» **GIVEN ENTRIES**
┏━━

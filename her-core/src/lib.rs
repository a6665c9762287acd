#![warn(missing_docs)]
//! Core components for goal-conditioned reinforcement learning with
//! hindsight experience replay (HER).
//!
//! This crate is independent of any tensor backend. It provides
//!
//! * the interfaces [`Env`], [`Policy`], [`Agent`] and [`ReplayBufferBase`],
//! * [`HerReplayBuffer`], a replay buffer relabeling episodes with achieved goals,
//!   optionally with prioritized sampling,
//! * [`Normalizer`], scaling network inputs with statistics updated per episode,
//! * [`Trainer`], running the Epoch, Cycle and Episode loop of the HER paper.
//!
//! Agents are implemented in backend crates.
pub mod error;
pub mod her_replay_buffer;
pub mod normalizer;
pub mod record;
pub mod reward;
pub mod util;

mod base;
pub use base::{
    Act, Agent, ContinuousAct, DiscreteAct, Env, ExperienceBufferBase, GoalObs, Info, Policy,
    ReplayBufferBase, Step,
};
pub use her_replay_buffer::{
    GoalStrategy, GoalTransitionBatch, HerReplayBuffer, HerReplayBufferConfig, PerConfig,
    Transition, WeightNormalizer,
};
pub use normalizer::{Normalizer, NormalizerConfig};
pub use reward::{RewardFn, SparseReward};

mod evaluator;
pub use evaluator::{DefaultEvaluator, Evaluator};

mod trainer;
pub use trainer::{Trainer, TrainerConfig, TrainerState};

┗━━

» **HOW TO COMPLETE THIS TASK**
Only the lines from the one with "mod evaluator;" through the end of the data should be printed, each exactly as it appears.

» **PROBLEM SOLUTION**
mod evaluator;
pub use evaluator::{DefaultEvaluator, Evaluator};

mod trainer;
pub use trainer::{Trainer, TrainerConfig, TrainerState};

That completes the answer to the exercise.